The Sharp’s had been married for four years, following two years of living together. They separated in 2013 when Mrs Sharp discovered her husband's infidelity.
They had no children together and both worked full-time. At the start of their marriage they were both earning similar basic annual salaries of around £100,000, but Mrs Sharp received bonuses thereafter of £10.5 million. Mr Sharp's bonuses were insignificant.
Before they got married they bought a property in joint names for £1.02 million which was funded solely by Mrs Sharp. During the marriage they bought a second property in joint names for £2 million. Other than the jointly owned properties they generally kept their finances separate.
Originally the court awarded Mr Sharp £2.725 million but Mrs Sharp appealed, saying this was too much on the basis that:-
- the marriage was short and childless;
- they both enjoyed full-time employment; and
- they had largely kept their finances separate.

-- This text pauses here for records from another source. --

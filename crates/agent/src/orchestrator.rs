//! Request pipeline: retrieve → assemble context → draft → refine.

use crate::context::ContextAssembler;
use crate::critique::{Critic, HeuristicCritic, LlmCritic, Severity};
use crate::dataset::CampaignDataset;
use crate::generation::Generator;
use crate::prompts::PromptTemplates;
use crate::refine::{Draft, LlmReviser, Refinement, SelfRefinementLoop};
use crate::summary::{summarize_with_timeout, DatasetSummarizer, DescribeSummarizer};
use insight_core::{AppConfig, AppError, AppResult};
use insight_knowledge::{EvidenceSet, HybridRetriever, Query, RetrievalReport};
use insight_llm::{create_client, LlmClient};
use serde::{Deserialize, Serialize};
use std::sync::Arc;
use std::time::Duration;
use tokio::time::Instant;
use tracing::{info, info_span, warn, Instrument};
use uuid::Uuid;

/// The only artifact a caller sees.
#[derive(Debug, Clone, PartialEq, Serialize, Deserialize)]
pub struct AgentResult {
    pub answer: String,

    /// Evidence passages in rank order
    pub evidence: Vec<String>,
}

/// A finished request with its working state, for logging and tests.
#[derive(Debug, Clone)]
pub struct AgentRun {
    pub result: AgentResult,
    pub refinement: Refinement,
    pub retrieval: RetrievalReport,
}

#[derive(Debug, Clone, PartialEq)]
pub struct AgentSettings {
    pub summarizer_timeout: Duration,

    /// Overall budget for one request
    pub deadline: Duration,
}

impl Default for AgentSettings {
    fn default() -> Self {
        Self {
            summarizer_timeout: Duration::from_secs(5),
            deadline: Duration::from_secs(60),
        }
    }
}

impl AgentSettings {
    pub fn from_config(config: &AppConfig) -> Self {
        Self {
            summarizer_timeout: Duration::from_millis(config.context.summarizer_timeout_ms),
            deadline: Duration::from_millis(config.agent.deadline_ms),
        }
    }
}

pub struct AgentOrchestrator {
    retriever: HybridRetriever,
    generator: Generator,
    templates: Arc<PromptTemplates>,
    assembler: ContextAssembler,
    summarizer: Arc<dyn DatasetSummarizer>,
    refinement: SelfRefinementLoop,
    settings: AgentSettings,
}

impl AgentOrchestrator {
    pub fn new(
        retriever: HybridRetriever,
        generator: Generator,
        templates: Arc<PromptTemplates>,
        refinement: SelfRefinementLoop,
        settings: AgentSettings,
    ) -> Self {
        Self {
            retriever,
            generator,
            templates,
            assembler: ContextAssembler::default(),
            summarizer: Arc::new(DescribeSummarizer),
            refinement,
            settings,
        }
    }

    pub fn with_assembler(mut self, assembler: ContextAssembler) -> Self {
        self.assembler = assembler;
        self
    }

    pub fn with_summarizer(mut self, summarizer: Arc<dyn DatasetSummarizer>) -> Self {
        self.summarizer = summarizer;
        self
    }

    /// Wire an orchestrator from configuration around existing handles.
    pub fn from_config(
        config: &AppConfig,
        retriever: HybridRetriever,
        client: Arc<dyn LlmClient>,
    ) -> AppResult<Self> {
        let templates = Arc::new(PromptTemplates::new()?);
        let generator = Generator::from_config(client, config);
        let heuristic = HeuristicCritic::new(config.refinement.max_answer_words);

        let critic: Arc<dyn Critic> = match config.refinement.critic.as_str() {
            "heuristic" => Arc::new(heuristic),
            "llm" => Arc::new(LlmCritic::new(
                generator.clone(),
                templates.clone(),
                heuristic,
            )),
            other => {
                return Err(AppError::Config(format!(
                    "Unknown critic: {}. Supported: heuristic, llm",
                    other
                )))
            }
        };
        let threshold: Severity = config.refinement.severity_threshold.parse()?;
        let reviser = Arc::new(LlmReviser::new(generator.clone(), templates.clone()));
        let refinement = SelfRefinementLoop::new(
            critic,
            reviser,
            threshold,
            config.refinement.max_iterations,
        );

        Ok(Self::new(
            retriever,
            generator,
            templates,
            refinement,
            AgentSettings::from_config(config),
        )
        .with_assembler(ContextAssembler::from_config(&config.context)))
    }

    /// Open the configured back ends and build an orchestrator.
    pub async fn connect(config: &AppConfig) -> AppResult<Self> {
        let retriever = insight_knowledge::open_retriever(config).await?;
        let client = create_client(
            &config.provider,
            config.endpoint.as_deref(),
            config.api_key.as_deref(),
            Duration::from_millis(config.request_timeout_ms),
        )
        .map_err(AppError::Config)?;

        Self::from_config(config, retriever, client)
    }

    /// Answer a question, optionally grounded in a campaign dataset.
    ///
    /// Retrieval and summary problems only reduce the context. The only
    /// back-end failure returned is `AppError::Generation`, when no first
    /// draft could be produced.
    pub async fn answer(
        &self,
        question: &str,
        dataset: Option<Arc<CampaignDataset>>,
    ) -> AppResult<AgentResult> {
        Ok(self.run(question, dataset).await?.result)
    }

    pub async fn run(
        &self,
        question: &str,
        dataset: Option<Arc<CampaignDataset>>,
    ) -> AppResult<AgentRun> {
        let request_id = Uuid::new_v4();
        let span = info_span!("answer", %request_id);
        self.run_inner(question, dataset).instrument(span).await
    }

    async fn run_inner(
        &self,
        question: &str,
        dataset: Option<Arc<CampaignDataset>>,
    ) -> AppResult<AgentRun> {
        let deadline = Instant::now() + self.settings.deadline;
        let query = Query::new(question);
        info!(provider = self.generator.provider_name(), "Answering question");

        let summary = async {
            match dataset {
                Some(dataset) => {
                    summarize_with_timeout(
                        self.summarizer.clone(),
                        dataset,
                        self.settings.summarizer_timeout,
                    )
                    .await
                }
                None => Err(AppError::Dataset("No dataset supplied".to_string())),
            }
        };
        let retrieval = async {
            let lookup = self.retriever.retrieve_detailed(&query);
            match tokio::time::timeout_at(deadline, lookup).await {
                Ok(report) => report,
                Err(_) => {
                    warn!("Deadline passed during retrieval; continuing without evidence");
                    RetrievalReport {
                        evidence: EvidenceSet::empty(),
                        hints: 0,
                        graph_unavailable: true,
                        semantic_unavailable: true,
                    }
                }
            }
        };
        let (retrieval, summary) = tokio::join!(retrieval, summary);

        let context = self.assembler.assemble(summary, &retrieval.evidence);
        info!(
            evidence = context.evidence_count,
            summary = context.summary_available,
            "Context assembled"
        );

        let prompt = self.templates.draft(question, &context)?;
        let text = match tokio::time::timeout_at(deadline, self.generator.generate(prompt)).await {
            Ok(Ok(text)) if !text.is_empty() => text,
            Ok(Ok(_)) => {
                return Err(AppError::Generation(
                    "The model returned an empty draft".to_string(),
                ))
            }
            Ok(Err(e)) => return Err(AppError::Generation(e.to_string())),
            Err(_) => {
                return Err(AppError::Generation(
                    "Deadline passed before a draft was produced".to_string(),
                ))
            }
        };

        let draft = Draft::new(text, retrieval.evidence.clone());
        let (draft, refinement) = self
            .refinement
            .refine_draft(draft, question, &context, Some(deadline))
            .await;

        info!(
            revisions = refinement.revisions,
            stop = ?refinement.stop,
            "Answer ready"
        );

        Ok(AgentRun {
            result: AgentResult {
                answer: draft.text,
                evidence: draft.evidence.contents(),
            },
            refinement,
            retrieval,
        })
    }
}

The Court of Appeal reduced Mr Sharp's award but still awarded him a considerable settlement of £2 million to include a modest share of Mrs Sharp’s assets and to take into account the standard of living enjoyed throughout the marriage and the need for Mr Sharp to have a capital fund in order to live in the property he would retain.
Previously the case law had suggested that all matrimonial property and assets, acquired during the marriage, should be divided equally, but this decision acknowledges that, whilst this may be appropriate in many cases, it should not be an automatic presumption. The length of the marriage is a relevant factor to be taken into account when apportioning the assets.
Perhaps still the best way to avoid uncertainties if you are concerned about protecting your assets on entering a marriage is to put in place a pre-nuptial agreement.